Beaven v Rea
[2016] NZHC 518
•23 March 2016
IN THE HIGH COURT OF NEW ZEALAND CHRISTCHURCH REGISTRY
CIV-2016-409-000176 [2016] NZHC 518
BETWEEN GWENDOLINE HARLAND BEAVEN
Plaintiff
AND
MARIE ANGELA REA Defendant
Hearing: (On the papers) Judgment:
23 March 2016
JUDGMENT OF DUNNINGHAM J
[1] The plaintiff has filed a statement of claim seeking orders under ss 52(1)(h) and 58 of the Trustee Act 1956, to effect the vesting of a rural property in North Canterbury, Identifier 510310 (The Trust property) in her as the sole remaining trustee of the A M Beaven Trust.
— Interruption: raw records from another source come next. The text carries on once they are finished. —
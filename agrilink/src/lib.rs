// Copyright 2026 The Agrilink Project
// SPDX-License-Identifier: Apache-2.0

pub mod config;
pub mod engine;
pub mod message;
pub mod normalize;
pub mod session;
pub mod status;
pub mod stream;
pub mod transport;
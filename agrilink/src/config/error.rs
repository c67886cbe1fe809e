// Copyright 2026 The Agrilink Project
// SPDX-License-Identifier: Apache-2.0

/// All errors that can occur during config loading and validation.
#[derive(Debug, thiserror::Error)]
pub enum ConfigError {
    #[error("failed to read config source: {0}")]
    IoError(#[from] std::io::Error),

    #[error("failed to parse YAML: {0}")]
    YamlError(#[from] serde_yaml::Error),

    #[error("validation error: {0}")]
    Validation(String),

    #[error("undefined variable ${{{name}}} in config (not set in environment)")]
    UndefinedVariable { name: String },
}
The orders are required because the defendant, as a former trustee of the Trust, has failed to sign the necessary documents to have her removed as a registered owner of the Trust property, and when there is an urgent need to effect a sale of that property.
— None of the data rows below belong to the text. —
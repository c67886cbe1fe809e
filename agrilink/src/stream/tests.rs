// Copyright 2026 The Agrilink Project
// SPDX-License-Identifier: Apache-2.0

// Tests for frame parsing and event decoding
//
// Tests cover:
//  1. Frames split at arbitrary chunk boundaries
//  2. Multi-byte characters split across chunks
//  3. Multi-line data, comments, CRLF, unknown fields
//  4. End-of-stream flush of an unterminated frame
//  5. Transport errors passed through the frame stream
//  6. Typed decoding by payload-level and frame-level names
//  7. Shape heuristics and plain-text degradation

use super::*;
use crate::transport::ConnectionError;
use bytes::Bytes;
use futures_util::stream;
use serde_json::json;
use tokio_stream::StreamExt;

// ---------------------------------------------------------------------------
// Helpers
// ---------------------------------------------------------------------------

fn parse_all(chunks: &[&[u8]]) -> Vec<Frame> {
    let mut parser = FrameParser::new();
    let mut out = Vec::new();
    for chunk in chunks {
        out.extend(parser.push(chunk));
    }
    out.extend(parser.finish());
    out
}

fn chunk_stream(
    chunks: Vec<Result<&'static [u8], ConnectionError>>,
) -> impl stream::Stream<Item = Result<Bytes, ConnectionError>> + Unpin {
    stream::iter(
        chunks
            .into_iter()
            .map(|c| c.map(Bytes::from_static))
            .collect::<Vec<_>>(),
    )
}

fn decode(event: Option<&str>, data: &str) -> Event {
    EventDecoder::new().decode(&Frame::new(event, data))
}

// ---------------------------------------------------------------------------
// Frame parser
// ---------------------------------------------------------------------------

#[test]
fn split_frame_reassembles_across_chunks() {
    let frames = parse_all(&[b"data: hel", b"lo\n\n"]);
    assert_eq!(frames, vec![Frame::untyped("hello")]);
}

#[test]
fn every_split_point_yields_same_frames() {
    let input: &[u8] = b"event: status\ndata: Checking soil\n\ndata: {\"agent\":\"pest\"}\n\n";
    let whole = parse_all(&[input]);
    assert_eq!(whole.len(), 2);
    for split in 0..input.len() {
        let (a, b) = input.split_at(split);
        assert_eq!(parse_all(&[a, b]), whole, "split at {split}");
    }
}

#[test]
fn multibyte_char_split_across_chunks() {
    let text = "data: Soil moisture \u{2014} 30%\n\n".as_bytes();
    // Split inside the three-byte em dash.
    let pos = text.iter().position(|&b| b == 0xE2).unwrap() + 1;
    let frames = parse_all(&[&text[..pos], &text[pos..]]);
    assert_eq!(frames, vec![Frame::untyped("Soil moisture \u{2014} 30%")]);
}

#[test]
fn multiple_frames_in_one_chunk() {
    let frames = parse_all(&[b"event: connected\ndata: Connection established\n\nevent: complete\ndata: done\n\n"]);
    assert_eq!(
        frames,
        vec![
            Frame::new(Some("connected"), "Connection established"),
            Frame::new(Some("complete"), "done"),
        ]
    );
}

#[test]
fn multi_line_data_joined_with_newline() {
    let frames = parse_all(&[b"event: final_response\ndata: # Diagnosis\ndata: - Aphids\n\n"]);
    assert_eq!(frames[0].data, "# Diagnosis\n- Aphids");
}

#[test]
fn crlf_line_endings_accepted() {
    let frames = parse_all(&[b"event: status\r\ndata: Working\r\n\r\n"]);
    assert_eq!(frames, vec![Frame::new(Some("status"), "Working")]);
}

#[test]
fn comments_and_unknown_fields_ignored() {
    let frames = parse_all(&[b": ping\nid: 7\nretry: 1000\nfoo: bar\ndata: x\n\n"]);
    assert_eq!(frames, vec![Frame::untyped("x")]);
}

#[test]
fn comment_only_block_produces_no_frame() {
    assert!(parse_all(&[b": keep-alive\n\n"]).is_empty());
}

#[test]
fn data_without_space_after_colon() {
    let frames = parse_all(&[b"data:tight\n\n"]);
    assert_eq!(frames[0].data, "tight");
}

#[test]
fn only_one_leading_space_stripped() {
    let frames = parse_all(&[b"data:   indented\n\n"]);
    assert_eq!(frames[0].data, "  indented");
}

#[test]
fn unterminated_frame_flushed_at_end() {
    let frames = parse_all(&[b"event: final_response\ndata: Apply neem oil"]);
    assert_eq!(frames, vec![Frame::new(Some("final_response"), "Apply neem oil")]);
}

#[test]
fn frame_missing_only_blank_line_flushed_at_end() {
    let frames = parse_all(&[b"data: last\n"]);
    assert_eq!(frames, vec![Frame::untyped("last")]);
}

#[test]
fn has_pending_tracks_partial_input() {
    let mut parser = FrameParser::new();
    assert!(!parser.has_pending());
    assert!(parser.push(b"data: par").is_empty());
    assert!(parser.has_pending());
    assert_eq!(parser.push(b"t\n\n").len(), 1);
    assert!(!parser.has_pending());
}

#[test]
fn finish_on_empty_parser_is_none() {
    assert!(FrameParser::new().finish().is_none());
}

// ---------------------------------------------------------------------------
// Frame stream adapter
// ---------------------------------------------------------------------------

#[tokio::test]
async fn frame_stream_yields_frames_then_flushes() {
    let input = chunk_stream(vec![
        Ok(&b"event: status\ndata: one\n\ndata: tw"[..]),
        Ok(&b"o"[..]),
    ]);
    let out: Vec<_> = Box::pin(frames(input)).collect().await;
    assert_eq!(
        out,
        vec![
            Ok(Frame::new(Some("status"), "one")),
            Ok(Frame::untyped("two")),
        ]
    );
}

#[tokio::test]
async fn frame_stream_passes_error_and_stops() {
    let input = chunk_stream(vec![
        Ok(&b"data: first\n\ndata: partial"[..]),
        Err(ConnectionError::Stream("reset".into())),
        Ok(&b"\n\ndata: never\n\n"[..]),
    ]);
    let out: Vec<_> = Box::pin(frames(input)).collect().await;
    assert_eq!(
        out,
        vec![
            Ok(Frame::untyped("first")),
            Err(ConnectionError::Stream("reset".into())),
        ]
    );
}

#[tokio::test]
async fn frame_stream_on_empty_body_is_empty() {
    let out: Vec<_> = Box::pin(frames(chunk_stream(vec![]))).collect().await;
    assert!(out.is_empty());
}

// ---------------------------------------------------------------------------
// Decoder: typed events
// ---------------------------------------------------------------------------

#[test]
fn payload_event_field_takes_precedence() {
    let event = decode(
        Some("status"),
        r#"{"event":"agent_result","agent":"pest","response":"Aphids"}"#,
    );
    assert_eq!(
        event,
        Event::AgentResult {
            agent_name: "pest".into(),
            response: json!("Aphids"),
        }
    );
}

#[test]
fn frame_name_used_when_payload_has_none() {
    assert_eq!(decode(Some("connected"), "Connection established"), Event::Connected);
    assert_eq!(decode(Some("complete"), "Query processing completed successfully!"), Event::Complete);
    assert_eq!(decode(Some("timeout"), ""), Event::Timeout);
}

#[test]
fn unknown_payload_event_falls_back_to_frame_name() {
    let event = decode(Some("status"), r#"{"event":"mystery","message":"Running pest agent"}"#);
    assert_eq!(event, Event::Status(Some("Running pest agent".into())));
}

#[test]
fn status_text_and_empty_status() {
    assert_eq!(decode(Some("status"), "Analyzing"), Event::Status(Some("Analyzing".into())));
    assert_eq!(decode(Some("status"), r#"{"event":"status"}"#), Event::Status(None));
    assert_eq!(decode(Some("progress"), "step 2"), Event::Status(Some("step 2".into())));
}

#[test]
fn meta_keeps_whole_object() {
    let data = r#"{"intent_classification":{"intent":"pest"},"agents_run":["pest"],"success_count":1}"#;
    match decode(Some("meta"), data) {
        Event::Meta(value) => assert_eq!(value["agents_run"], json!(["pest"])),
        other => panic!("expected Meta, got {other:?}"),
    }
}

#[test]
fn meta_with_text_payload_degrades_to_plain_status() {
    assert_eq!(decode(Some("meta"), "not json"), Event::PlainStatus("not json".into()));
}

#[test]
fn agent_result_object_response_preserved() {
    let data = r#"{"agent":"weather","response":{"forecast":"rain","mm":12}}"#;
    assert_eq!(
        decode(Some("agent_result"), data),
        Event::AgentResult {
            agent_name: "weather".into(),
            response: json!({"forecast": "rain", "mm": 12}),
        }
    );
}

#[test]
fn agent_result_without_agent_is_raw_structured() {
    let data = r#"{"response":"orphan"}"#;
    assert_eq!(
        decode(Some("agent_result"), data),
        Event::RawStructured(json!({"response": "orphan"}))
    );
}

#[test]
fn final_response_plain_and_structured() {
    assert_eq!(
        decode(Some("final_response"), "# Diagnosis\n- Aphids detected"),
        Event::FinalResponse("# Diagnosis\n- Aphids detected".into())
    );
    assert_eq!(
        decode(None, r#"{"event":"final_response","response":"Spray neem"}"#),
        Event::FinalResponse("Spray neem".into())
    );
}

#[test]
fn error_messages_extracted() {
    assert_eq!(
        decode(Some("error"), r#"{"error":"Orchestrator unavailable"}"#),
        Event::Error("Orchestrator unavailable".into())
    );
    assert_eq!(
        decode(Some("processing_error"), "agent crashed"),
        Event::ProcessingError("agent crashed".into())
    );
    assert_eq!(decode(Some("error"), ""), Event::Error("unknown error".into()));
}

#[test]
fn warning_keep_alive_and_trace() {
    assert_eq!(decode(Some("warning"), "slow agent"), Event::Warning("slow agent".into()));
    assert_eq!(decode(Some("keep_alive"), "ping"), Event::KeepAlive);
    assert_eq!(decode(Some("trace"), "Traceback..."), Event::Trace("Traceback...".into()));
}

// ---------------------------------------------------------------------------
// Decoder: heuristics and fallback
// ---------------------------------------------------------------------------

#[test]
fn untyped_agent_shape_becomes_agent_result() {
    for key in ["agent", "agentName", "agent_name"] {
        let data = json!({ key: "soil", "response": "pH 6.5" }).to_string();
        assert_eq!(
            decode(None, &data),
            Event::AgentResult {
                agent_name: "soil".into(),
                response: json!("pH 6.5"),
            },
            "key {key}"
        );
    }
}

#[test]
fn untyped_summary_shape_becomes_meta() {
    let data = r#"{"success_count":2,"error_count":0}"#;
    assert!(matches!(decode(None, data), Event::Meta(_)));
}

#[test]
fn unrecognized_object_is_raw_structured() {
    assert_eq!(decode(None, r#"{"foo":1}"#), Event::RawStructured(json!({"foo": 1})));
}

#[test]
fn plain_text_untyped_is_plain_status() {
    assert_eq!(
        decode(None, "Processing completed successfully!"),
        Event::PlainStatus("Processing completed successfully!".into())
    );
}

#[test]
fn unknown_frame_name_with_text_is_plain_status() {
    assert_eq!(
        decode(Some("agent_running"), "Running pest agent"),
        Event::PlainStatus("Running pest agent".into())
    );
}

#[test]
fn malformed_json_degrades_to_plain_status() {
    assert_eq!(decode(None, "{not json"), Event::PlainStatus("{not json".into()));
}

#[test]
fn json_scalars_are_text() {
    assert_eq!(decode(None, "42"), Event::PlainStatus("42".into()));
}

#[test]
fn blank_untyped_frame_is_keep_alive() {
    assert_eq!(decode(None, "  "), Event::KeepAlive);
}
[2] At the same time, the plaintiff has filed a without notice application for an injunction, which seeks an order vesting the Trust property solely in her as the remaining trustee. Ms Beaven also seeks consequential orders under s 58 to appoint her solicitor, Mark Brown of Geddes and Maciaszek, to execute any documentation necessary to give effect to the vesting order, and orders dispensing with the requirement for service and dispensing with the requirement to provide an undertaking as to damages. The application is supported by the affidavit of the
plaintiff, and by the accompanying memorandum of counsel.
BEAVEN v REA [2016] NZHC 518 [23 March 2016]
Factual background
[3] As Ms Beaven explains, she is now the sole remaining trustee under the A M Beaven Trust (the Trust) which was created on 21 November 1997. Ms Beaven’s late mother was the settlor of the Trust and, since her mother’s death, the terms of the Trust Deed mean that the power to remove and appoint trustees is now exercisable by Ms Beaven alone.
[4] The defendant, Ms Rea, was appointed a trustee of the Trust under a deed of appointment signed by Ms Beaven on 11 July 2014. As a consequence, the Trust property was transferred to both Ms Rea and Ms Beaven.
[5] The Trust property is the only asset of the Trust. Trust property, along with another property owned by a company in which Ms Rea and her husband were shareholders, was offered as security to financiers. The other property has been sold by mortgagee sale, but the sale price was insufficient to pay the debt owed to the mortgagees, there being a shortfall of around $250,000.
[6] As a consequence of there being a shortfall, and because the mortgagees have issued notices under s 119 of the Property Law Act 2007, the Trust property was scheduled for mortgagee sale by auction on 11 March 2016.
[7] Ms Beaven has attempted to have the Trust property refinanced but was advised by a potential lender that that would not occur while Ms Rea remained on the title.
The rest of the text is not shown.